Because of the profound nature of the loss, Father Smith is encouraged that there are “many other priests doing similar work in the diocese” with widows and widowers.
He hopes the church incorporates such work with bereaved spouses into the “seamless garment” of its ministries of taking care of people who are sick or in nursing homes.
“It means a lot if your parish or church understands,” Father Smith said. He described how hurtful it can be when a parish sends out different signals.
“I experienced this one. You get your packet of church envelopes from your parish and it’s still addressed Mr. and Mrs.,” he said. “You sit back with the junk mail and think, ‘My God, I buried my wife from the church. Don’t they know she died?

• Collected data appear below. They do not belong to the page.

//! Checkout modal flow.
//!
//! Open (refused on an empty cart) → submit → simulated latency →
//! completion clears the cart and closes. Only one completion timer can be
//! pending; a second submit while processing is ignored by the store.

use crate::dom::{self, Elements};
use crate::modal;
use crate::render;
use crate::state;
use crate::timers;
use glow_core::{StorefrontError, TimerKind};
use gloo_console as console;

pub fn on_open(els: &Elements) {
    match state::with_mut(|s| s.shop.open_checkout()) {
        Ok(()) => {
            render::populate_checkout(els);
            if let Some(el) = &els.checkout_modal {
                modal::show(el);
            }
        }
        Err(err @ StorefrontError::EmptyCart) => {
            let _ = dom::window().alert_with_message(&err.to_string());
        }
        Err(err) => console::warn!(err.to_string()),
    }
}

pub fn on_close(els: &Elements) {
    if state::with_mut(|s| s.shop.close_checkout()) {
        if let Some(el) = &els.checkout_modal {
            modal::hide(el);
        }
    }
}

pub fn on_submit(els: &Elements) {
    if let Err(err) = state::with_mut(|s| s.shop.submit_checkout()) {
        console::log!(format!("checkout submit ignored: {err}"));
        return;
    }

    let buttons = els.checkout_buttons();
    dom::set_disabled(&buttons, true);

    let els2 = els.clone();
    timers::schedule(TimerKind::CheckoutLatency, move || {
        complete(&els2);
        dom::set_disabled(&buttons, false);
    });
}

fn complete(els: &Elements) {
    let event = match state::with_mut(|s| s.shop.complete_checkout()) {
        Ok(event) => event,
        Err(err) => {
            console::warn!(err.to_string());
            return;
        }
    };

    render::apply(els, &event);
    if let Some(el) = &els.checkout_modal {
        modal::hide(el);
    }
    if let Some(form) = &els.checkout_form {
        form.reset();
    }
}

/// Footer "complete order" button outside the form submits it.
pub fn on_footer_complete(els: &Elements) {
    if let Some(form) = &els.checkout_form {
        if form.request_submit().is_err() {
            on_submit(els);
        }
    }
}
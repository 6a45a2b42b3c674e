//! Cancellable timer slots.
//!
//! One pending timer per kind. Arming a kind hands back the displaced handle
//! so the caller can cancel it; for handles that cancel on drop (such as
//! `gloo_timers::callback::Timeout`) simply dropping it is enough.

use std::collections::HashMap;

#[derive(Clone, Copy, Debug, PartialEq, Eq, Hash)]
pub enum TimerKind {
    SearchDebounce,
    CheckoutLatency,
    ToastDismiss,
    NewsletterReset,
}

#[derive(Debug)]
pub struct TimerSlots<H> {
    slots: HashMap<TimerKind, H>,
}

impl<H> Default for TimerSlots<H> {
    fn default() -> Self {
        Self {
            slots: HashMap::new(),
        }
    }
}

impl<H> TimerSlots<H> {
    /// Store `handle` for `kind`, returning whatever was pending before.
    #[must_use = "the displaced handle must be cancelled or dropped"]
    pub fn arm(&mut self, kind: TimerKind, handle: H) -> Option<H> {
        self.slots.insert(kind, handle)
    }

    pub fn disarm(&mut self, kind: TimerKind) -> Option<H> {
        self.slots.remove(&kind)
    }

    pub fn is_armed(&self, kind: TimerKind) -> bool {
        self.slots.contains_key(&kind)
    }
}
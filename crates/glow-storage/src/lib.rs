use anyhow::Result;
use glow_types::CartBundle;
use serde::{Deserialize, Serialize};
use std::cell::RefCell;
use std::collections::HashMap;
use tracing::warn;

/// String key-value storage, shaped after the browser's `localStorage`.
pub trait KeyValueStore {
    fn get_item(&self, key: &str) -> Result<Option<String>>;
    fn set_item(&self, key: &str, value: &str) -> Result<()>;
}

#[derive(Default)]
pub struct NoopStore;

impl KeyValueStore for NoopStore {
    fn get_item(&self, _key: &str) -> Result<Option<String>> {
        Ok(None)
    }

    fn set_item(&self, _key: &str, _value: &str) -> Result<()> {
        Ok(())
    }
}

#[derive(Default, Debug)]
pub struct InMemoryStore {
    items: RefCell<HashMap<String, String>>,
}

impl InMemoryStore {
    pub fn raw(&self, key: &str) -> Option<String> {
        self.items.borrow().get(key).cloned()
    }
}

impl KeyValueStore for InMemoryStore {
    fn get_item(&self, key: &str) -> Result<Option<String>> {
        Ok(self.items.borrow().get(key).cloned())
    }

    fn set_item(&self, key: &str, value: &str) -> Result<()> {
        self.items
            .borrow_mut()
            .insert(key.to_owned(), value.to_owned());
        Ok(())
    }
}

impl<S: KeyValueStore + ?Sized> KeyValueStore for &S {
    fn get_item(&self, key: &str) -> Result<Option<String>> {
        (**self).get_item(key)
    }

    fn set_item(&self, key: &str, value: &str) -> Result<()> {
        (**self).set_item(key, value)
    }
}

#[derive(Debug, Clone, Serialize, Deserialize, PartialEq, Eq)]
#[serde(default)]
pub struct StorageKeys {
    pub cart: String,
    pub wishlist: String,
    pub dark_mode: String,
}

impl Default for StorageKeys {
    fn default() -> Self {
        Self {
            cart: "glow_cart".to_owned(),
            wishlist: "glow_wishlist".to_owned(),
            dark_mode: "glow_darkMode".to_owned(),
        }
    }
}

/// Reads and writes the storefront's three persisted values.
///
/// Every failure (storage unavailable, missing key, malformed JSON, quota)
/// is logged and swallowed; loads fall back to empty defaults.
pub struct Persistence<S> {
    store: S,
    keys: StorageKeys,
}

impl<S: KeyValueStore> Persistence<S> {
    pub fn new(store: S, keys: StorageKeys) -> Self {
        Self { store, keys }
    }

    pub fn store(&self) -> &S {
        &self.store
    }

    pub fn keys(&self) -> &StorageKeys {
        &self.keys
    }

    pub fn load_cart(&self) -> CartBundle {
        self.load_json(&self.keys.cart).unwrap_or_default()
    }

    pub fn save_cart(&self, bundle: &CartBundle) {
        self.save_json(&self.keys.cart, bundle);
    }

    pub fn load_wishlist(&self) -> Vec<String> {
        self.load_json(&self.keys.wishlist).unwrap_or_default()
    }

    pub fn save_wishlist(&self, wishlist: &[String]) {
        self.save_json(&self.keys.wishlist, &wishlist);
    }

    pub fn load_dark_mode(&self) -> bool {
        self.read(&self.keys.dark_mode).as_deref() == Some("1")
    }

    pub fn save_dark_mode(&self, enabled: bool) {
        self.write(&self.keys.dark_mode, if enabled { "1" } else { "0" });
    }

    fn load_json<T: for<'de> Deserialize<'de>>(&self, key: &str) -> Option<T> {
        let raw = self.read(key)?;
        match serde_json::from_str::<Option<T>>(&raw) {
            Ok(value) => value,
            Err(err) => {
                warn!("ignoring malformed value under '{}': {}", key, err);
                None
            }
        }
    }

    fn save_json<T: Serialize + ?Sized>(&self, key: &str, value: &T) {
        match serde_json::to_string(value) {
            Ok(raw) => self.write(key, &raw),
            Err(err) => warn!("failed to serialize '{}': {}", key, err),
        }
    }

    fn read(&self, key: &str) -> Option<String> {
        match self.store.get_item(key) {
            Ok(value) => value,
            Err(err) => {
                warn!("storage read for '{}' failed: {}", key, err);
                None
            }
        }
    }

    fn write(&self, key: &str, value: &str) {
        if let Err(err) = self.store.set_item(key, value) {
            warn!("storage write for '{}' failed: {}", key, err);
        }
    }
}

#[cfg(test)]
mod tests {
    use super::*;
    use anyhow::anyhow;
    use glow_types::CartLine;

    struct UnavailableStore;

    impl KeyValueStore for UnavailableStore {
        fn get_item(&self, _key: &str) -> Result<Option<String>> {
            Err(anyhow!("SecurityError: storage disabled"))
        }

        fn set_item(&self, _key: &str, _value: &str) -> Result<()> {
            Err(anyhow!("QuotaExceededError"))
        }
    }

    fn persistence(store: &InMemoryStore) -> Persistence<&InMemoryStore> {
        Persistence::new(store, StorageKeys::default())
    }

    #[test]
    fn cart_bundle_roundtrip_uses_stable_shape() {
        let store = InMemoryStore::default();
        let p = persistence(&store);
        let bundle = CartBundle {
            cart: vec![CartLine {
                name: "Anua Serum".to_owned(),
                price: 26000,
            }],
            total: 26000,
        };

        p.save_cart(&bundle);

        assert_eq!(
            store.raw("glow_cart").as_deref(),
            Some(r#"{"cart":[{"name":"Anua Serum","price":26000}],"total":26000}"#)
        );
        assert_eq!(p.load_cart(), bundle);
    }

    #[test]
    fn wishlist_and_dark_mode_use_separate_keys() {
        let store = InMemoryStore::default();
        let p = persistence(&store);

        p.save_wishlist(&["Anua Serum".to_owned()]);
        p.save_dark_mode(true);

        assert_eq!(store.raw("glow_wishlist").as_deref(), Some(r#"["Anua Serum"]"#));
        assert_eq!(store.raw("glow_darkMode").as_deref(), Some("1"));
        assert_eq!(p.load_wishlist(), vec!["Anua Serum".to_owned()]);
        assert!(p.load_dark_mode());

        p.save_dark_mode(false);
        assert!(!p.load_dark_mode());
    }

    #[test]
    fn missing_and_malformed_values_fall_back_to_defaults() {
        let store = InMemoryStore::default();
        let p = persistence(&store);
        assert_eq!(p.load_cart(), CartBundle::default());
        assert!(p.load_wishlist().is_empty());
        assert!(!p.load_dark_mode());

        store.set_item("glow_cart", "{not json").unwrap();
        store.set_item("glow_wishlist", "42").unwrap();
        store.set_item("glow_darkMode", "true").unwrap();
        assert_eq!(p.load_cart(), CartBundle::default());
        assert!(p.load_wishlist().is_empty());
        assert!(!p.load_dark_mode());

        store.set_item("glow_cart", "null").unwrap();
        assert_eq!(p.load_cart(), CartBundle::default());
    }

    #[test]
    fn unavailable_storage_is_silent() {
        let p = Persistence::new(UnavailableStore, StorageKeys::default());
        p.save_cart(&CartBundle::default());
        p.save_wishlist(&[]);
        p.save_dark_mode(true);
        assert_eq!(p.load_cart(), CartBundle::default());
        assert!(p.load_wishlist().is_empty());
        assert!(!p.load_dark_mode());
    }

    #[test]
    fn noop_store_never_persists() {
        let p = Persistence::new(NoopStore, StorageKeys::default());
        p.save_dark_mode(true);
        assert!(!p.load_dark_mode());
    }
}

Why didn’t somebody fix this?’ Parishes must be attuned to make those little adjustments. It means a lot if your parish, your church understands.”
Margo Carrara, a parishioner of St. Luke-St. Andrew, has been a member of Father Smith’s prayer group since its first meeting. She lost her husband, Ron, in July 2006 only five months after he retired.
“In our area a lot of retired people move down here and unfortunately there’s a growing number of widows and widowers,” she said. Because many of the widowed retirees stay in the area, “I hope we get more people to come. It’s good to have someone of your faith that you can speak with, at least to share.”
Carrara, who is a sacristan at St. Luke’s and helps during funeral Masses, decided to attend the widows’ prayer group because Father Smith, as a widower, “would have the same feelings, having gone through it himself.”
The priest hopes his meetings help widows and widowers know the church understands their loss. And on Sundays, when they see each other in church, he hopes they’ll wave to each other and talk so “they can fill that void with support and strengthen each other.”